Press Release

Carnegie Mellon University Researchers Conclude Human Operators Essential for Safe Transit Regardless of Rise in Automation

Statement from Amanda Ballantyne, director of the AFL-CIO Technology Institute, in response to a paper issued today by renowned policy leaders and researchers at Carnegie Mellon University (CMU) and its Traffic21 Transportation Research Institute that concludes human operators remain essential to provide safe public transit amidst a wave of autonomous vehicle technologies.

“This is a vital contribution to the evolving debate around how or if autonomous vehicles should be deployed in public transit. More broadly, this type of research examining the complex questions around human-machine interaction in the development and eventual deployment of emerging technologies can lead to better outcomes for workers, users and customers.
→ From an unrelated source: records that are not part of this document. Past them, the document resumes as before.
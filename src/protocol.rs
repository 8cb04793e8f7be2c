//! Command/response messages exchanged with the client.
//!
//! On the wire every record is a message-kind tag followed by a fixed
//! payload the size of the device's data memory. In memory, commands and
//! responses are tagged variants and only the kinds that carry a memory
//! block have one.

use serde::Serialize;

use crate::error::DecodeError;

#[derive(Debug, Clone, Copy, PartialEq, Eq, Hash, Serialize)]
#[repr(i64)]
pub enum MessageKind {
    None = 0,
    Init = 1,
    ReadData = 2,
    WriteData = 3,
    Step = 4,
    Kill = 5,
    InitOk = 6,
    InitFailed = 7,
    ReadDataOk = 8,
    WriteDataOk = 9,
    StepOk = 10,
    KillOk = 11,
}

impl MessageKind {
    pub fn from_raw(raw: i64) -> Option<Self> {
        let kind = match raw {
            0 => MessageKind::None,
            1 => MessageKind::Init,
            2 => MessageKind::ReadData,
            3 => MessageKind::WriteData,
            4 => MessageKind::Step,
            5 => MessageKind::Kill,
            6 => MessageKind::InitOk,
            7 => MessageKind::InitFailed,
            8 => MessageKind::ReadDataOk,
            9 => MessageKind::WriteDataOk,
            10 => MessageKind::StepOk,
            11 => MessageKind::KillOk,
            _ => return None,
        };
        Some(kind)
    }

    pub fn raw(self) -> i64 {
        self as i64
    }

    pub fn is_response(self) -> bool {
        self.raw() >= MessageKind::InitOk.raw()
    }

    /// Metric label.
    pub fn name(self) -> &'static str {
        match self {
            MessageKind::None => "none",
            MessageKind::Init => "init",
            MessageKind::ReadData => "read_data",
            MessageKind::WriteData => "write_data",
            MessageKind::Step => "step",
            MessageKind::Kill => "kill",
            MessageKind::InitOk => "init_ok",
            MessageKind::InitFailed => "init_failed",
            MessageKind::ReadDataOk => "read_data_ok",
            MessageKind::WriteDataOk => "write_data_ok",
            MessageKind::StepOk => "step_ok",
            MessageKind::KillOk => "kill_ok",
        }
    }
}

/// One record as it travels over a channel.
#[derive(Debug, Clone, PartialEq, Eq)]
pub struct Frame {
    pub kind: i64,
    pub payload: Vec<u8>,
}

impl Frame {
    pub fn new(kind: MessageKind, payload: Vec<u8>) -> Self {
        Self {
            kind: kind.raw(),
            payload,
        }
    }

    /// A frame whose payload region is all zeros.
    pub fn empty(kind: MessageKind, payload_size: usize) -> Self {
        Self::new(kind, vec![0; payload_size])
    }
}

#[derive(Debug, Clone, PartialEq, Eq)]
pub enum Command {
    Init,
    ReadMemory,
    WriteMemory(Vec<u8>),
    Step,
    Kill,
}

#[derive(Debug, Clone, PartialEq, Eq)]
pub enum Response {
    InitOk,
    InitFailed,
    ReadMemoryOk(Vec<u8>),
    WriteMemoryOk,
    StepOk(Vec<u8>),
    KillOk,
}

impl Command {
    pub fn kind(&self) -> MessageKind {
        match self {
            Command::Init => MessageKind::Init,
            Command::ReadMemory => MessageKind::ReadData,
            Command::WriteMemory(_) => MessageKind::WriteData,
            Command::Step => MessageKind::Step,
            Command::Kill => MessageKind::Kill,
        }
    }

    /// Decode a received frame. A WriteMemory payload longer than
    /// `data_size` is truncated; a shorter one is rejected.
    pub fn decode(frame: &Frame, data_size: usize) -> Result<Self, DecodeError> {
        let kind = MessageKind::from_raw(frame.kind).ok_or(DecodeError::UnknownKind(frame.kind))?;
        match kind {
            MessageKind::None => Err(DecodeError::NoneKind),
            MessageKind::Init => Ok(Command::Init),
            MessageKind::ReadData => Ok(Command::ReadMemory),
            MessageKind::WriteData => {
                if frame.payload.len() < data_size {
                    return Err(DecodeError::ShortPayload {
                        expected: data_size,
                        actual: frame.payload.len(),
                    });
                }
                Ok(Command::WriteMemory(frame.payload[..data_size].to_vec()))
            }
            MessageKind::Step => Ok(Command::Step),
            MessageKind::Kill => Ok(Command::Kill),
            MessageKind::InitOk
            | MessageKind::InitFailed
            | MessageKind::ReadDataOk
            | MessageKind::WriteDataOk
            | MessageKind::StepOk
            | MessageKind::KillOk => Err(DecodeError::UnexpectedResponse(kind)),
        }
    }

    pub fn encode(&self, data_size: usize) -> Frame {
        match self {
            Command::WriteMemory(block) => Frame::new(self.kind(), fixed_block(block, data_size)),
            _ => Frame::empty(self.kind(), data_size),
        }
    }
}

impl Response {
    pub fn kind(&self) -> MessageKind {
        match self {
            Response::InitOk => MessageKind::InitOk,
            Response::InitFailed => MessageKind::InitFailed,
            Response::ReadMemoryOk(_) => MessageKind::ReadDataOk,
            Response::WriteMemoryOk => MessageKind::WriteDataOk,
            Response::StepOk(_) => MessageKind::StepOk,
            Response::KillOk => MessageKind::KillOk,
        }
    }

    pub fn encode(&self, data_size: usize) -> Frame {
        match self {
            Response::ReadMemoryOk(block) | Response::StepOk(block) => {
                Frame::new(self.kind(), fixed_block(block, data_size))
            }
            _ => Frame::empty(self.kind(), data_size),
        }
    }

    pub fn decode(frame: &Frame, data_size: usize) -> Result<Self, DecodeError> {
        let kind = MessageKind::from_raw(frame.kind).ok_or(DecodeError::UnknownKind(frame.kind))?;
        let block = || -> Result<Vec<u8>, DecodeError> {
            if frame.payload.len() < data_size {
                return Err(DecodeError::ShortPayload {
                    expected: data_size,
                    actual: frame.payload.len(),
                });
            }
            Ok(frame.payload[..data_size].to_vec())
        };
        match kind {
            MessageKind::None => Err(DecodeError::NoneKind),
            MessageKind::InitOk => Ok(Response::InitOk),
            MessageKind::InitFailed => Ok(Response::InitFailed),
            MessageKind::ReadDataOk => Ok(Response::ReadMemoryOk(block()?)),
            MessageKind::WriteDataOk => Ok(Response::WriteMemoryOk),
            MessageKind::StepOk => Ok(Response::StepOk(block()?)),
            MessageKind::KillOk => Ok(Response::KillOk),
            MessageKind::Init
            | MessageKind::ReadData
            | MessageKind::WriteData
            | MessageKind::Step
            | MessageKind::Kill => Err(DecodeError::UnexpectedCommand(kind)),
        }
    }
}

// Pad or cut to exactly `size` bytes.
fn fixed_block(block: &[u8], size: usize) -> Vec<u8> {
    let mut out = vec![0; size];
    let len = block.len().min(size);
    out[..len].copy_from_slice(&block[..len]);
    out
}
“The AFL-CIO Technology Institute was founded in 2021 by the national AFL-CIO and its affiliated unions to advance a multi-faceted technology and innovation agenda. A major priority is to build new collaborations with research universities such as CMU that direct a more holistic approach to federally funded research and development.

“The goal behind the pursuit of worker-centered research initiatives with CMU and other institutions is to make unions durable partners, upstream in the R&D enterprise as an alternative to the current failed model of corporate-dominated research that too often leaves workers behind, fuels inequality and ignores important public interest questions.

“This report demonstrates what is human about delivering safe public transit to communities. It reaches powerful conclusions about the indispensable role of frontline transit operators in the face of emergent automated vehicle technologies.”